Leporace Gustavo, Guadagnin Eliane C, Carpes Felipe P, Gustafson Jonathan, Gonzalez Felipe F, Chahla Jorge, Metsavaht Leonardo
Instituto Brasil de Tecnologias da Saúde, Rio de Janeiro, Brazil.
Departamento de Diagnóstico por Imagem, Escola Paulista de Medicina, Universidade Federal de São Paulo, São Paulo, Brazil.
Sports Health. 2025 May 20:19417381251338267. doi: 10.1177/19417381251338267.
Running biomechanics can influence injury risk, but whether the combined effect of different biomechanical factors can be identified by individual running profiles remains unclear. Here, we identified distinct biomechanical profiles among healthy runners, examined lower limb mechanical load characteristics, and evaluated potential implications for injury risk.
Multiple factors would serve as a common denominator allowing identification of specific patterns.
Cross-sectional.
Level 2.
Step cadence, stance time, vertical oscillation, duty factor, vertical stiffness, peak ground reaction force (GRF), and anteroposterior, lateral, and vertical smoothness were determined from 3-dimensional kinematic data from 79 healthy runners using a treadmill at 2.92 m/s.

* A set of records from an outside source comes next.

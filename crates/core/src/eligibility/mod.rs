//! Insurance-eligibility scoring for the monitoring service.
//!
//! Results are a pure function of the validated request, the clock's current
//! date and the reference tables. The service only adds the consent gate,
//! field validation and the audit trail around [`scoring`].

pub mod referral;
pub mod scoring;

use std::sync::Arc;

use chrono::{Duration, NaiveDate};
use serde::{Deserialize, Serialize};
use serde_json::json;

use crate::audit::{action_types, resources, AuditEvent, AuditLog, AuditResult, SecurityLevel};
use crate::clock::SharedClock;
use crate::error::{CoreError, CoreResult, FieldViolation};
use crate::reference::{InsurerInfo, ReferenceData};
use crate::types::{Canton, ClientContext, InsuranceModel};

use referral::{PatientContactInfo, ReferralDocument};
use scoring::{CostEstimate, EligibilityPolicy, Pathway, UrgencyLevel};

const MAX_LIST_ITEMS: usize = 32;
const MAX_ITEM_LEN: usize = 64;
const MAX_AGE_YEARS: u32 = 130;

// ---------------------------------------------------------------------------
// Request types
// ---------------------------------------------------------------------------

#[derive(Debug, Clone, PartialEq, Eq, Serialize, Deserialize)]
#[serde(rename_all = "camelCase", deny_unknown_fields)]
pub struct PersonalInfo {
    /// `YYYY-MM-DD`.
    pub date_of_birth: String,
    pub canton: Canton,
    pub insurance_provider: String,
    pub insurance_model: InsuranceModel,
    #[serde(default)]
    pub insurance_number: Option<String>,
}

#[derive(Debug, Clone, Default, PartialEq, Eq, Serialize, Deserialize)]
#[serde(rename_all = "camelCase", deny_unknown_fields)]
pub struct MedicalInfo {
    #[serde(default)]
    pub has_cardiac_symptoms: bool,
    #[serde(default)]
    pub takes_cardiac_medication: bool,
    #[serde(default)]
    pub has_cardiac_history: bool,
    #[serde(default)]
    pub contraindications: Vec<String>,
    #[serde(default)]
    pub risk_factors: Vec<String>,
}

#[derive(Debug, Clone, PartialEq, Eq, Serialize, Deserialize)]
#[serde(rename_all = "camelCase", deny_unknown_fields)]
pub struct EligibilityRequest {
    pub session_id: String,
    pub personal_info: PersonalInfo,
    pub medical_info: MedicalInfo,
    #[serde(default)]
    pub consent_given: bool,
    #[serde(default)]
    pub data_processing_consent: bool,
}

impl EligibilityRequest {
    pub fn has_consent(&self) -> bool {
        self.consent_given && self.data_processing_consent
    }
}

#[derive(Debug, Clone, Deserialize)]
#[serde(rename_all = "camelCase", deny_unknown_fields)]
pub struct ReferralRequest {
    pub eligibility_request: EligibilityRequest,
    pub patient_contact_info: PatientContactInfo,
}

// ---------------------------------------------------------------------------
// Results
// ---------------------------------------------------------------------------

#[derive(Debug, Clone, Serialize)]
#[serde(rename_all = "camelCase")]
pub struct EligibilityResult {
    pub eligible: bool,
    pub pathway: Pathway,
    pub reason: &'static str,
    pub eligibility_score: u8,
    pub reasons: Vec<String>,
    pub next_steps: Vec<String>,
    #[serde(skip_serializing_if = "Option::is_none")]
    pub estimated_coverage: Option<CostEstimate>,
    pub gp_referral_required: bool,
    #[serde(skip_serializing_if = "Option::is_none")]
    pub recommended_provider: Option<&'static str>,
    pub urgency_level: UrgencyLevel,
}

#[derive(Debug, Clone, Default, Serialize)]
#[serde(rename_all = "camelCase")]
pub struct PathwayDistribution {
    pub reimbursed: u64,
    pub gp_referral_required: u64,
    pub self_pay: u64,
    pub ineligible: u64,
}

#[derive(Debug, Clone, Default, Serialize)]
#[serde(rename_all = "camelCase")]
pub struct UrgencyDistribution {
    pub routine: u64,
    pub urgent: u64,
    pub emergency: u64,
}

#[derive(Debug, Clone, Default, Serialize)]
#[serde(rename_all = "camelCase")]
pub struct EligibilityMetrics {
    pub calculations: u64,
    pub referrals_generated: u64,
    pub consent_blocked: u64,
    pub average_score: u64,
    pub pathway_distribution: PathwayDistribution,
    pub urgency_distribution: UrgencyDistribution,
}

// ---------------------------------------------------------------------------
// Service
// ---------------------------------------------------------------------------

pub struct EligibilityScoringService {
    policy: EligibilityPolicy,
    reference: Arc<ReferenceData>,
    audit: Arc<AuditLog>,
    clock: SharedClock,
}

impl EligibilityScoringService {
    pub fn new(
        policy: EligibilityPolicy,
        reference: Arc<ReferenceData>,
        audit: Arc<AuditLog>,
        clock: SharedClock,
    ) -> Self {
        Self {
            policy,
            reference,
            audit,
            clock,
        }
    }

    pub fn policy(&self) -> &EligibilityPolicy {
        &self.policy
    }

    pub fn insurance_providers(&self) -> &[InsurerInfo] {
        &self.reference.insurers
    }

    /// Score a request for `user_id`.
    pub fn calculate(
        &self,
        request: &EligibilityRequest,
        user_id: &str,
        client: &ClientContext,
    ) -> CoreResult<EligibilityResult> {
        // 1. Consent gate, before anything is computed.
        self.require_consent(request, user_id, client, "calculate")?;

        // 2. Field rules.
        let (age, insurer) = self.validate(request, user_id, client)?;

        // 3. Score and classify.
        let personal = &request.personal_info;
        let medical = &request.medical_info;
        let score = scoring::score(age, medical, &self.policy);
        let pathway = scoring::pathway(score.value, personal.insurance_model, insurer, &self.policy);
        let urgency = scoring::urgency(medical, &self.policy);
        let eligible = score.value >= self.policy.referral_threshold;
        let estimated_coverage = if eligible {
            self.reference
                .canton_cost(personal.canton)
                .map(|cost| scoring::cost_estimate(cost, insurer, &self.policy))
        } else {
            None
        };

        let result = EligibilityResult {
            eligible,
            pathway,
            reason: scoring::summary_reason(pathway),
            eligibility_score: score.value,
            reasons: score.reasons,
            next_steps: scoring::next_steps(pathway, urgency, medical),
            estimated_coverage,
            gp_referral_required: pathway == Pathway::GpReferralRequired,
            recommended_provider: insurer.map(|i| i.name),
            urgency_level: urgency,
        };

        self.audit_eligibility(
            action_types::ELIGIBILITY_CALCULATED,
            AuditResult::Success,
            user_id,
            client,
            json!({
                "eligibilityScore": result.eligibility_score,
                "pathway": pathway.as_str(),
                "urgencyLevel": urgency.as_str(),
                "insuranceProvider": personal.insurance_provider,
                "insuranceModel": personal.insurance_model,
                "canton": personal.canton,
            }),
        );

        Ok(result)
    }

    /// Produce a referral document for the same inputs. The urgency is
    /// classified again; the score is not.
    pub fn generate_referral(
        &self,
        request: &ReferralRequest,
        user_id: &str,
        client: &ClientContext,
    ) -> CoreResult<ReferralDocument> {
        let eligibility = &request.eligibility_request;
        self.require_consent(eligibility, user_id, client, "referral")?;

        let contact_errors = request.patient_contact_info.validate();
        if !contact_errors.is_empty() {
            self.audit_validation_failure(user_id, client, &contact_errors);
            return Err(CoreError::InvalidFields(contact_errors));
        }
        self.validate(eligibility, user_id, client)?;

        let urgency = scoring::urgency(&eligibility.medical_info, &self.policy);
        let document = referral::build(
            eligibility,
            &request.patient_contact_info,
            urgency,
            self.clock.now(),
        );

        self.audit_eligibility(
            action_types::REFERRAL_GENERATED,
            AuditResult::Success,
            user_id,
            client,
            json!({
                "documentId": document.document_id,
                "urgencyLevel": urgency.as_str(),
                "insuranceProvider": eligibility.personal_info.insurance_provider,
            }),
        );

        Ok(document)
    }

    pub fn metrics(&self) -> EligibilityMetrics {
        let since = self.clock.now() - Duration::hours(1);
        let mut metrics = EligibilityMetrics::default();
        let mut score_total = 0u64;

        for entry in self.audit.since(since) {
            match entry.action.as_str() {
                action_types::ELIGIBILITY_CALCULATED => {
                    metrics.calculations += 1;
                    score_total += entry.details["eligibilityScore"].as_u64().unwrap_or(0);
                    let pathways = &mut metrics.pathway_distribution;
                    match entry.details["pathway"].as_str() {
                        Some("reimbursed") => pathways.reimbursed += 1,
                        Some("gp_referral_required") => pathways.gp_referral_required += 1,
                        Some("self_pay") => pathways.self_pay += 1,
                        Some("ineligible") => pathways.ineligible += 1,
                        _ => {}
                    }
                    let urgency = &mut metrics.urgency_distribution;
                    match entry.details["urgencyLevel"].as_str() {
                        Some("routine") => urgency.routine += 1,
                        Some("urgent") => urgency.urgent += 1,
                        Some("emergency") => urgency.emergency += 1,
                        _ => {}
                    }
                }
                action_types::REFERRAL_GENERATED => metrics.referrals_generated += 1,
                action_types::ELIGIBILITY_CONSENT_MISSING => metrics.consent_blocked += 1,
                _ => {}
            }
        }

        if metrics.calculations > 0 {
            metrics.average_score =
                (score_total + metrics.calculations / 2) / metrics.calculations;
        }
        metrics
    }

    // -----------------------------------------------------------------------
    // Internals
    // -----------------------------------------------------------------------

    fn require_consent(
        &self,
        request: &EligibilityRequest,
        user_id: &str,
        client: &ClientContext,
        operation: &str,
    ) -> CoreResult<()> {
        if request.has_consent() {
            return Ok(());
        }
        self.audit_eligibility(
            action_types::ELIGIBILITY_CONSENT_MISSING,
            AuditResult::Blocked,
            user_id,
            client,
            json!({
                "operation": operation,
                "consentGiven": request.consent_given,
                "dataProcessingConsent": request.data_processing_consent,
            }),
        );
        Err(CoreError::ConsentRequired(
            "Patient consent and data-processing consent are both required".into(),
        ))
    }

    /// Field rules. Returns the patient's age and the insurer, if known.
    fn validate(
        &self,
        request: &EligibilityRequest,
        user_id: &str,
        client: &ClientContext,
    ) -> CoreResult<(u32, Option<&InsurerInfo>)> {
        let mut errors = Vec::new();
        let personal = &request.personal_info;
        let today = self.clock.now().date_naive();

        let session_len = request.session_id.trim().len();
        if session_len == 0 || session_len > 128 {
            errors.push(FieldViolation::new(
                "sessionId",
                "Must be between 1 and 128 characters",
            ));
        }

        let age = match NaiveDate::parse_from_str(&personal.date_of_birth, "%Y-%m-%d") {
            Err(_) => {
                errors.push(FieldViolation::new(
                    "personalInfo.dateOfBirth",
                    "Date of birth must be in YYYY-MM-DD format",
                ));
                None
            }
            Ok(dob) => match today.years_since(dob) {
                Some(age) if age <= MAX_AGE_YEARS => Some(age),
                Some(_) => {
                    errors.push(FieldViolation::new(
                        "personalInfo.dateOfBirth",
                        "Date of birth is implausibly far in the past",
                    ));
                    None
                }
                None => {
                    errors.push(FieldViolation::new(
                        "personalInfo.dateOfBirth",
                        "Date of birth cannot be in the future",
                    ));
                    None
                }
            },
        };

        let provider = personal.insurance_provider.trim();
        let insurer = self.reference.insurer(provider);
        if provider.is_empty() || provider.len() > MAX_ITEM_LEN {
            errors.push(FieldViolation::new(
                "personalInfo.insuranceProvider",
                "Insurance provider is required",
            ));
        } else if let Some(info) = insurer {
            if !info.supported_models.contains(&personal.insurance_model) {
                errors.push(FieldViolation::new(
                    "personalInfo.insuranceModel",
                    format!(
                        "{} does not offer the {} model",
                        info.name,
                        personal.insurance_model.as_str()
                    ),
                ));
            }
        }

        for (field, list) in [
            ("medicalInfo.contraindications", &request.medical_info.contraindications),
            ("medicalInfo.riskFactors", &request.medical_info.risk_factors),
        ] {
            let bad_item = list
                .iter()
                .any(|item| item.trim().is_empty() || item.len() > MAX_ITEM_LEN);
            if list.len() > MAX_LIST_ITEMS || bad_item {
                errors.push(FieldViolation::new(
                    field,
                    format!(
                        "At most {MAX_LIST_ITEMS} entries of 1 to {MAX_ITEM_LEN} characters"
                    ),
                ));
            }
        }

        match age {
            Some(age) if errors.is_empty() => Ok((age, insurer)),
            _ => {
                self.audit_validation_failure(user_id, client, &errors);
                Err(CoreError::InvalidFields(errors))
            }
        }
    }

    fn audit_validation_failure(
        &self,
        user_id: &str,
        client: &ClientContext,
        errors: &[FieldViolation],
    ) {
        let fields: Vec<&str> = errors.iter().map(|e| e.field.as_str()).collect();
        self.audit_eligibility(
            action_types::ELIGIBILITY_VALIDATION_FAILED,
            AuditResult::Failure,
            user_id,
            client,
            json!({ "fields": fields }),
        );
    }

    fn audit_eligibility(
        &self,
        action: &'static str,
        result: AuditResult,
        user_id: &str,
        client: &ClientContext,
        details: serde_json::Value,
    ) {
        self.audit.record(
            AuditEvent::new(action, resources::ELIGIBILITY_SERVICE, result)
                .with_actor(user_id)
                .with_client(client)
                .with_level(SecurityLevel::Restricted)
                .with_details(details),
        );
    }
}

// ---------------------------------------------------------------------------
// Tests
// ---------------------------------------------------------------------------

Principal component analysis, self-organizing maps, and K-means clustering techniques delineated distinct biomechanical running profiles. Mutual information analysis, Kruskal-Wallis, and Pearson's Chi-squared tests were conducted.
Five biomechanical profiles (P1-P5) demonstrated different running mechanical characteristics: P1 exhibited low cumulative and peak mechanical load due to a combination of high duty factor, low step cadence, and longer stance time; P2 showed characteristics associated with the lowest peak mechanical load due to reduced peak GRF and greater smoothness; P3 and P5 showed contrasting running patterns, but maintained moderate smoothness and peak GRF; and P4 exhibited the highest peak mechanical load, driven by high GRF, low duty factor, and high vertical oscillation.
The 5 profiles appear to be associated with different lower limb load patterns, highlighting previously unrecognized connections between biomechanical variables during running. Some variables contribute to increased peak and cumulative load, whereas others help reduce it, underscoring the complex interplay of biomechanical factors in running.
Identifying distinct running profiles can help clinicians better understand individual variations in mechanical load and injury risk, thus informing targeted interventions, such as personalized training adjustments or rehabilitation programs, to prevent injuries and enhance performance in runners.
跑步生物力学可影响受伤风险,但不同生物力学因素的综合作用能否通过个体跑步特征来识别仍不清楚。在此,我们确定了健康跑步者之间不同的生物力学特征,研究了下肢机械负荷特征,并评估了对受伤风险的潜在影响。
多种因素将作为一个共同标准,允许识别特定模式。
横断面研究。
2级。
利用跑步机以2.92米/秒的速度对79名健康跑步者进行三维运动学数据采集,测定步频、支撑时间、垂直振荡、负荷率、垂直刚度、地面反作用力峰值(GRF)以及前后、横向和垂直方向的平滑度。主成分分析、自组织映射和K均值聚类技术描绘了不同的生物力学跑步特征。进行了互信息分析、Kruskal-Wallis检验和Pearson卡方检验。
五种生物力学特征(P1 - P5)表现出不同的跑步机械特征:P1由于高负荷率、低步频和更长的支撑时间,表现出低累积和峰值机械负荷;P2由于GRF峰值降低和平滑度更高,表现出与最低峰值机械负荷相关的特征;P3和P5表现出相反的跑步模式,但保持适度的平滑度和GRF峰值;P4由于高GRF、低负荷率和高垂直振荡,表现出最高的峰值机械负荷。
这五种特征似乎与不同的下肢负荷模式相关,突出了跑步过程中生物力学变量之间以前未被认识到的联系。一些变量会导致峰值和累积负荷增加,而其他变量则有助于降低负荷,强调了跑步中生物力学因素的复杂相互作用。
识别不同的跑步特征可帮助临床医生更好地理解机械负荷和受伤风险的个体差异,从而为有针对性的干预措施提供依据,如个性化训练调整或康复计划,以预防跑步者受伤并提高其表现。